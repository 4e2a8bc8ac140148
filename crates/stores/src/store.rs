//! Generic resource store.
//!
//! [`ResourceStore`] owns the [`StoreState`] for one resource type and is
//! the only code that mutates it. Every action follows the same shape:
//!
//! ```text
//! idle -> pending (flag on, error cleared)
//!      -> success (flag off, data patched, success = true)
//!       | failure (flag off, error set, success = false)
//! ```
//!
//! Data is only changed after the server confirms, and cached records are
//! patched by id rather than re-fetched. Each transition is applied under a
//! single write lock and announced on the [`EventBus`] afterwards.
//!
//! Reads are sequenced per [`ReadKey`]: starting a newer list, detail,
//! search or dashboard request cancels the older one, and a late response
//! is dropped if it is no longer the latest.

use std::future::Future;
use std::sync::atomic::{AtomicU64, Ordering};
use std::sync::{Arc, PoisonError, RwLock};
use std::time::Duration;

use fundhub_core::envelope::{ApiResponse, IdRequest, ListPage, MutationResult, SearchRequest};
use fundhub_core::error::CoreError;
use fundhub_core::merge::{overlay, overlay_record};
use fundhub_core::models::DashboardSummary;
use fundhub_core::pagination::{PageRequest, Pagination, DEFAULT_PAGE_LIMIT};
use fundhub_core::resource::{record_path, Identified, Resource, Suspendable, Verifiable};
use fundhub_core::search::normalize_query;
use fundhub_events::{EventBus, StoreAction, StoreEvent};
use fundhub_gateway::{GatewayConfig, GatewayError, HttpGateway};
use tokio::sync::broadcast;

use crate::error::StoreError;
use crate::sequence::{ReadKey, RequestSequencer, Ticket};
use crate::state::{Busy, StoreState};

// ---------------------------------------------------------------------------
// Options
// ---------------------------------------------------------------------------

/// Tunables shared by every store.
#[derive(Debug, Clone, Copy)]
pub struct StoreOptions {
    /// Page size used when `fetch_list` is called without one.
    pub page_limit: u32,
    /// Delay applied by [`ResourceStore::search_debounced`].
    pub search_debounce: Duration,
}

impl Default for StoreOptions {
    fn default() -> Self {
        Self {
            page_limit: DEFAULT_PAGE_LIMIT,
            search_debounce: Duration::from_millis(300),
        }
    }
}

impl From<&GatewayConfig> for StoreOptions {
    fn from(config: &GatewayConfig) -> Self {
        Self {
            page_limit: config.page_limit,
            search_debounce: config.search_debounce,
        }
    }
}

/// Resources whose verification endpoint lives under their base path.
pub trait VerifyEndpoint {
    /// Path segment after the base path, e.g. `"verify-business"`.
    const VERIFY_SUFFIX: &'static str;
}

// ---------------------------------------------------------------------------
// Reply classification
// ---------------------------------------------------------------------------

/// A settled API call reduced to what the store acts on.
enum Reply<T> {
    /// `success: true`.
    Accepted {
        data: Option<T>,
        message: Option<String>,
    },
    /// The server answered and said no (`success: false` or non-2xx).
    Rejected(String),
    /// No usable answer: transport failure, 401, or undecodable body.
    Failed(GatewayError),
}

impl<T> Reply<T> {
    fn from_result(result: Result<ApiResponse<T>, GatewayError>, fallback: &str) -> Self {
        match result {
            Ok(response) if response.success => Reply::Accepted {
                data: response.data,
                message: response.message.filter(|m| !m.trim().is_empty()),
            },
            Ok(response) => Reply::Rejected(response.message_or(fallback)),
            Err(e @ GatewayError::Api { .. }) => Reply::Rejected(e.user_message(fallback)),
            Err(e) => Reply::Failed(e),
        }
    }
}

async fn race<T>(ticket: &Ticket, request: impl Future<Output = T>) -> Option<T> {
    tokio::select! {
        biased;
        _ = ticket.cancelled() => None,
        out = request => Some(out),
    }
}

fn capitalized(name: &str) -> String {
    let mut chars = name.chars();
    match chars.next() {
        Some(first) => first.to_uppercase().chain(chars).collect(),
        None => String::new(),
    }
}

// ---------------------------------------------------------------------------
// BusyGuard
// ---------------------------------------------------------------------------

/// Holds one unit of a busy flag. Settling applies the outcome and releases
/// the flag in the same transition; dropping an unsettled guard (superseded
/// or cancelled request) only releases the flag.
struct BusyGuard<'a, R: Resource> {
    store: &'a ResourceStore<R>,
    busy: Busy,
    armed: bool,
}

impl<R: Resource> BusyGuard<'_, R> {
    fn settle<F>(mut self, apply: F)
    where
        F: FnOnce(&mut StoreState<R>) -> Option<StoreEvent>,
    {
        self.armed = false;
        let busy = self.busy;
        self.store.update(|state| {
            state.leave(busy);
            apply(state)
        });
    }
}

impl<R: Resource> Drop for BusyGuard<'_, R> {
    fn drop(&mut self) {
        if !self.armed {
            return;
        }
        let busy = self.busy;
        self.store.update(|state| {
            state.leave(busy);
            (!state.flags.get(busy)).then(|| ResourceStore::<R>::event(StoreAction::Cancelled))
        });
    }
}

// ---------------------------------------------------------------------------
// ResourceStore
// ---------------------------------------------------------------------------

/// State container for one resource type.
///
/// Designed to be wrapped in `Arc` and shared with every view that shows the
/// resource; one instance per resource type.
pub struct ResourceStore<R: Resource> {
    gateway: Arc<HttpGateway>,
    events: Arc<EventBus>,
    state: RwLock<StoreState<R>>,
    sequencer: RequestSequencer,
    search_intent: AtomicU64,
    options: StoreOptions,
}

+ + +

_Task details_
The full listing above needs to be transcribed exactly.

_Exercise answer_
repository 4e2a8bc8ac140148
filename crates/stores/src/store.rs
//! Generic resource store.
//!
//! [`ResourceStore`] owns the [`StoreState`] for one resource type and is
//! the only code that mutates it. Every action follows the same shape:
//!
//! ```text
//! idle -> pending (flag on, error cleared)
//!      -> success (flag off, data patched, success = true)
//!       | failure (flag off, error set, success = false)
//! ```
//!
//! Data is only changed after the server confirms, and cached records are
//! patched by id rather than re-fetched. Each transition is applied under a
//! single write lock and announced on the [`EventBus`] afterwards.
//!
//! Reads are sequenced per [`ReadKey`]: starting a newer list, detail,
//! search or dashboard request cancels the older one, and a late response
//! is dropped if it is no longer the latest.

use std::future::Future;
use std::sync::atomic::{AtomicU64, Ordering};
use std::sync::{Arc, PoisonError, RwLock};
use std::time::Duration;

use fundhub_core::envelope::{ApiResponse, IdRequest, ListPage, MutationResult, SearchRequest};
use fundhub_core::error::CoreError;
use fundhub_core::merge::{overlay, overlay_record};
use fundhub_core::models::DashboardSummary;
use fundhub_core::pagination::{PageRequest, Pagination, DEFAULT_PAGE_LIMIT};
use fundhub_core::resource::{record_path, Identified, Resource, Suspendable, Verifiable};
use fundhub_core::search::normalize_query;
use fundhub_events::{EventBus, StoreAction, StoreEvent};
use fundhub_gateway::{GatewayConfig, GatewayError, HttpGateway};
use tokio::sync::broadcast;

use crate::error::StoreError;
use crate::sequence::{ReadKey, RequestSequencer, Ticket};
use crate::state::{Busy, StoreState};

// ---------------------------------------------------------------------------
// Options
// ---------------------------------------------------------------------------

/// Tunables shared by every store.
#[derive(Debug, Clone, Copy)]
pub struct StoreOptions {
    /// Page size used when `fetch_list` is called without one.
    pub page_limit: u32,
    /// Delay applied by [`ResourceStore::search_debounced`].
    pub search_debounce: Duration,
}

impl Default for StoreOptions {
    fn default() -> Self {
        Self {
            page_limit: DEFAULT_PAGE_LIMIT,
            search_debounce: Duration::from_millis(300),
        }
    }
}

impl From<&GatewayConfig> for StoreOptions {
    fn from(config: &GatewayConfig) -> Self {
        Self {
            page_limit: config.page_limit,
            search_debounce: config.search_debounce,
        }
    }
}

/// Resources whose verification endpoint lives under their base path.
pub trait VerifyEndpoint {
    /// Path segment after the base path, e.g. `"verify-business"`.
    const VERIFY_SUFFIX: &'static str;
}

// ---------------------------------------------------------------------------
// Reply classification
// ---------------------------------------------------------------------------

/// A settled API call reduced to what the store acts on.
enum Reply<T> {
    /// `success: true`.
    Accepted {
        data: Option<T>,
        message: Option<String>,
    },
    /// The server answered and said no (`success: false` or non-2xx).
    Rejected(String),
    /// No usable answer: transport failure, 401, or undecodable body.
    Failed(GatewayError),
}

impl<T> Reply<T> {
    fn from_result(result: Result<ApiResponse<T>, GatewayError>, fallback: &str) -> Self {
        match result {
            Ok(response) if response.success => Reply::Accepted {
                data: response.data,
                message: response.message.filter(|m| !m.trim().is_empty()),
            },
            Ok(response) => Reply::Rejected(response.message_or(fallback)),
            Err(e @ GatewayError::Api { .. }) => Reply::Rejected(e.user_message(fallback)),
            Err(e) => Reply::Failed(e),
        }
    }
}

async fn race<T>(ticket: &Ticket, request: impl Future<Output = T>) -> Option<T> {
    tokio::select! {
        biased;
        _ = ticket.cancelled() => None,
        out = request => Some(out),
    }
}

fn capitalized(name: &str) -> String {
    let mut chars = name.chars();
    match chars.next() {
        Some(first) => first.to_uppercase().chain(chars).collect(),
        None => String::new(),
    }
}

// ---------------------------------------------------------------------------
// BusyGuard
// ---------------------------------------------------------------------------

/// Holds one unit of a busy flag. Settling applies the outcome and releases
/// the flag in the same transition; dropping an unsettled guard (superseded
/// or cancelled request) only releases the flag.
struct BusyGuard<'a, R: Resource> {
    store: &'a ResourceStore<R>,
    busy: Busy,
    armed: bool,
}

impl<R: Resource> BusyGuard<'_, R> {
    fn settle<F>(mut self, apply: F)
    where
        F: FnOnce(&mut StoreState<R>) -> Option<StoreEvent>,
    {
        self.armed = false;
        let busy = self.busy;
        self.store.update(|state| {
            state.leave(busy);
            apply(state)
        });
    }
}

impl<R: Resource> Drop for BusyGuard<'_, R> {
    fn drop(&mut self) {
        if !self.armed {
            return;
        }
        let busy = self.busy;
        self.store.update(|state| {
            state.leave(busy);
            (!state.flags.get(busy)).then(|| ResourceStore::<R>::event(StoreAction::Cancelled))
        });
    }
}

// ---------------------------------------------------------------------------
// ResourceStore
// ---------------------------------------------------------------------------

/// State container for one resource type.
///
/// Designed to be wrapped in `Arc` and shared with every view that shows the
/// resource; one instance per resource type.
pub struct ResourceStore<R: Resource> {
    gateway: Arc<HttpGateway>,
    events: Arc<EventBus>,
    state: RwLock<StoreState<R>>,
    sequencer: RequestSequencer,
    search_intent: AtomicU64,
    options: StoreOptions,
}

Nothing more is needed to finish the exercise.